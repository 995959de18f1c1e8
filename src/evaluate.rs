//! Crossing-time evaluation for a single racer.
//!
//! The cost of one cell is `1 / speed`, plus the racer's toy delay when the
//! cell holds a toy. The total crossing time is the plain sum over all cells,
//! which makes the parallel variant a true reduction: per-cell costs are
//! computed independently and combined with `+`, never accumulated into a
//! shared variable.

#[cfg(feature = "parallel")]
use rayon::prelude::*;

use crate::{Racer, Track};

/// Sentinel crossing time for a racer that can never finish.
///
/// Returned whenever `speed <= 0`; such a racer loses against any finisher
/// but is still a normal, comparable outcome.
pub const MAX_TIME: f64 = f64::MAX;

/// Compute the total crossing time for one racer.
///
/// Returns [`MAX_TIME`] immediately for non-positive speed, without looking
/// at the track. An empty track costs 0 seconds for any finisher. Pure
/// function of its inputs.
///
/// # Example
/// ```
/// use crawlrace::{crossing_time, Racer, Track};
///
/// let luis = Racer::new("Luis", 0.7, 1.0);
/// let track = Track::from_pattern("0001001").unwrap();
///
/// let time = crossing_time(&luis, &track);
/// assert!((time - 12.0).abs() < 1e-9); // 7 / 0.7 + 2 * 1.0
/// ```
pub fn crossing_time(racer: &Racer, track: &Track) -> f64 {
    if !racer.can_finish() {
        return MAX_TIME;
    }

    track
        .cells()
        .iter()
        .map(|&has_toy| cell_cost(racer, has_toy))
        .sum()
}

/// Parallel variant of [`crossing_time`]: the per-cell costs are computed
/// and summed with a rayon parallel reduction.
///
/// Agrees with the sequential variant on every input; for a sum of per-cell
/// costs the reduction order does not matter.
#[cfg(feature = "parallel")]
pub fn crossing_time_parallel(racer: &Racer, track: &Track) -> f64 {
    if !racer.can_finish() {
        return MAX_TIME;
    }

    track
        .cells()
        .par_iter()
        .map(|&has_toy| cell_cost(racer, has_toy))
        .sum()
}

/// Cost of traversing one cell.
#[inline]
fn cell_cost(racer: &Racer, has_toy: bool) -> f64 {
    let mut cost = 1.0 / racer.speed;
    if has_toy {
        cost += racer.obstacle_delay;
    }
    cost
}
//! Repetition harness with wall-clock timing.
//!
//! Runs the full race-selection computation a fixed number of times,
//! measuring each repetition with a monotonic clock and the grand total
//! around the whole run. The parallel variant runs the repetition loop
//! itself as data-parallel work; each repetition then re-runs the
//! internally-parallel selector, giving three nested levels of parallelism
//! (repetitions, racers, track cells) on rayon's work-stealing pool.
//!
//! Every repetition owns exactly one slot of the timing log, so the log
//! needs no synchronization; only the observer has to be thread-safe.

use std::time::{Duration, Instant};

use log::debug;
#[cfg(feature = "parallel")]
use rayon::prelude::*;

use crate::selector::select_winner;
#[cfg(feature = "parallel")]
use crate::selector::select_winner_parallel;
use crate::{RaceResult, Scenario};

/// One timed repetition: the race outcome plus how long it took to compute.
#[derive(Debug, Clone, PartialEq)]
pub struct Repetition {
    /// Repetition index, 0-based
    pub index: usize,
    /// Outcome of this repetition's race
    pub result: RaceResult,
    /// Wall-clock time this repetition's selection took
    pub duration: Duration,
}

/// Everything the harness recorded: one entry per repetition, in index
/// order, plus the grand total measured around the whole run.
#[derive(Debug, Clone)]
pub struct HarnessReport {
    /// Timed outcomes, index `i` holds repetition `i`
    pub repetitions: Vec<Repetition>,
    /// Wall-clock time for the whole run, including harness overhead
    pub total: Duration,
}

impl HarnessReport {
    /// Sum of the individual repetition durations.
    ///
    /// Under sequential execution `total` is at least this sum (measurement
    /// overhead only adds); under parallel execution the sum usually
    /// exceeds `total`, which is the point of the exercise.
    pub fn summed_durations(&self) -> Duration {
        self.repetitions.iter().map(|r| r.duration).sum()
    }
}

/// Observer notified as repetitions complete.
///
/// The parallel harness calls this from rayon worker threads, so
/// implementations must be `Send + Sync` and serialize their own output.
/// Completion order across concurrent repetitions is unspecified.
pub trait RaceObserver: Send + Sync {
    /// Called exactly once per repetition, immediately after it finishes.
    fn on_repetition(&self, repetition: &Repetition);
}

/// Observer that discards everything. Used when only the final report
/// matters.
pub struct NoopObserver;

impl RaceObserver for NoopObserver {
    fn on_repetition(&self, _repetition: &Repetition) {}
}

/// Run the scenario `repetitions` times, strictly one after another.
///
/// # Example
/// ```
/// use crawlrace::{run_repetitions, NoopObserver, Scenario};
///
/// let report = run_repetitions(&Scenario::default(), 10, &NoopObserver);
/// assert_eq!(report.repetitions.len(), 10);
/// assert!(report.total >= report.summed_durations());
/// ```
pub fn run_repetitions(
    scenario: &Scenario,
    repetitions: usize,
    observer: &dyn RaceObserver,
) -> HarnessReport {
    debug!(
        "sequential run: {} repetitions, {} racers, {} cells",
        repetitions,
        scenario.racers.len(),
        scenario.track.len()
    );

    let run_start = Instant::now();

    let mut log = Vec::with_capacity(repetitions);
    for index in 0..repetitions {
        let start = Instant::now();
        let result = select_winner(&scenario.racers, &scenario.track);
        let repetition = Repetition {
            index,
            result,
            duration: start.elapsed(),
        };

        observer.on_repetition(&repetition);
        log.push(repetition);
    }

    HarnessReport {
        repetitions: log,
        total: run_start.elapsed(),
    }
}

/// Run the scenario `repetitions` times as a data-parallel loop.
///
/// Each repetition independently re-runs the parallel selector, which in
/// turn fans out across racers and track cells. Results come back in index
/// order regardless of completion order.
#[cfg(feature = "parallel")]
pub fn run_repetitions_parallel(
    scenario: &Scenario,
    repetitions: usize,
    observer: &dyn RaceObserver,
) -> HarnessReport {
    debug!(
        "parallel run: {} repetitions on {} rayon threads",
        repetitions,
        rayon::current_num_threads()
    );

    let run_start = Instant::now();

    let log: Vec<Repetition> = (0..repetitions)
        .into_par_iter()
        .map(|index| {
            let start = Instant::now();
            let result = select_winner_parallel(&scenario.racers, &scenario.track);
            let repetition = Repetition {
                index,
                result,
                duration: start.elapsed(),
            };

            observer.on_repetition(&repetition);
            repetition
        })
        .collect();

    HarnessReport {
        repetitions: log,
        total: run_start.elapsed(),
    }
}
//! Human-readable report rendering.
//!
//! Formatting convention: race times use 3 decimal places, wall-clock
//! durations use 6. The exact labels and column widths are presentation
//! only; tests assert on the numeric formatting, not the prose.

use std::io::{self, Write};

use crate::evaluate::crossing_time;
use crate::harness::{HarnessReport, RaceObserver, Repetition};
use crate::{Scenario, MAX_TIME};

/// Display name used when no racer finished.
const NO_WINNER: &str = "none";

/// Observer that prints one block per repetition to stdout.
///
/// Each call takes the stdout lock for the whole block, so lines from
/// concurrent repetitions never interleave mid-block. With `show_track`
/// set it also dumps the track and a per-racer results table, matching
/// the verbose sequential output.
pub struct ConsoleObserver {
    scenario: Scenario,
    show_track: bool,
}

impl ConsoleObserver {
    /// Winner/time/duration blocks only.
    pub fn new(scenario: Scenario) -> Self {
        Self {
            scenario,
            show_track: false,
        }
    }

    /// Full blocks including the track dump and per-racer table.
    pub fn with_track_dump(scenario: Scenario) -> Self {
        Self {
            scenario,
            show_track: true,
        }
    }
}

impl RaceObserver for ConsoleObserver {
    fn on_repetition(&self, repetition: &Repetition) {
        let stdout = io::stdout();
        let mut out = stdout.lock();
        // Output errors on stdout are not recoverable mid-run; drop them.
        let _ = if self.show_track {
            render_sequential_block(&mut out, &self.scenario, repetition)
        } else {
            render_repetition_block(&mut out, repetition)
        };
    }
}

/// Render the short per-repetition block: winner, winning time, duration.
pub fn render_repetition_block(w: &mut impl Write, repetition: &Repetition) -> io::Result<()> {
    writeln!(w, "\n--- Repetition {} ---", repetition.index + 1)?;
    writeln!(
        w,
        "Winner: {}",
        repetition.result.winner.as_deref().unwrap_or(NO_WINNER)
    )?;
    if repetition.result.winner.is_some() {
        writeln!(w, "Winner time: {:.3} sec", repetition.result.best_time)?;
    } else {
        writeln!(w, "Nobody finished the race (check speeds > 0).")?;
    }
    writeln!(
        w,
        "Repetition wall time: {:.6} seconds",
        repetition.duration.as_secs_f64()
    )
}

/// Render the verbose per-repetition block used by the sequential variant:
/// track dump, per-racer results table, then the winner and duration.
pub fn render_sequential_block(
    w: &mut impl Write,
    scenario: &Scenario,
    repetition: &Repetition,
) -> io::Result<()> {
    writeln!(w, "\n--- Repetition {} ---", repetition.index + 1)?;

    write!(
        w,
        "Track of {} cells (0=empty, 1=toy): ",
        scenario.track.len()
    )?;
    for &has_toy in scenario.track.cells() {
        write!(w, "{} ", if has_toy { 1 } else { 0 })?;
    }
    writeln!(w, "\n\nResults:")?;
    writeln!(
        w,
        "{:<10} {:<12} {:<12} {:<12}",
        "Racer", "Speed(c/s)", "Delay(sec)", "Time(sec)"
    )?;

    for racer in &scenario.racers {
        let time = crossing_time(racer, &scenario.track);
        let time_col = if time == MAX_TIME {
            format!("{:<12}", "never")
        } else {
            format!("{time:<12.3}")
        };
        writeln!(
            w,
            "{:<10} {:<12.3} {:<12.3} {}",
            racer.name, racer.speed, racer.obstacle_delay, time_col
        )?;
    }

    match &repetition.result.winner {
        Some(winner) => {
            writeln!(w, "\nWinner: {winner}")?;
            writeln!(w, "Winner time: {:.3} sec", repetition.result.best_time)?;
        }
        None => writeln!(w, "\nNobody finished the race (check speeds > 0).")?,
    }
    writeln!(
        w,
        "Repetition wall time: {:.6} seconds",
        repetition.duration.as_secs_f64()
    )
}

/// Render the chronological replay of all recorded durations plus the
/// grand total line.
pub fn render_replay(w: &mut impl Write, report: &HarnessReport) -> io::Result<()> {
    writeln!(w, "\n===== INDIVIDUAL TIMING REPLAY =====")?;
    for repetition in &report.repetitions {
        writeln!(
            w,
            "Repetition {}: {:.6} seconds",
            repetition.index + 1,
            repetition.duration.as_secs_f64()
        )?;
    }

    writeln!(
        w,
        "\nTotal time for all {} repetitions: {:.6} seconds",
        report.repetitions.len(),
        report.total.as_secs_f64()
    )
}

- GOAL OF THE EXERCISE: Wherever the word "else" occurs in the data, copy that whole line.

- SOLUTION TO THE PROBLEM:
        } else {
    } else {
        write!(w, "{} ", if has_toy { 1 } else { 0 })?;
        } else {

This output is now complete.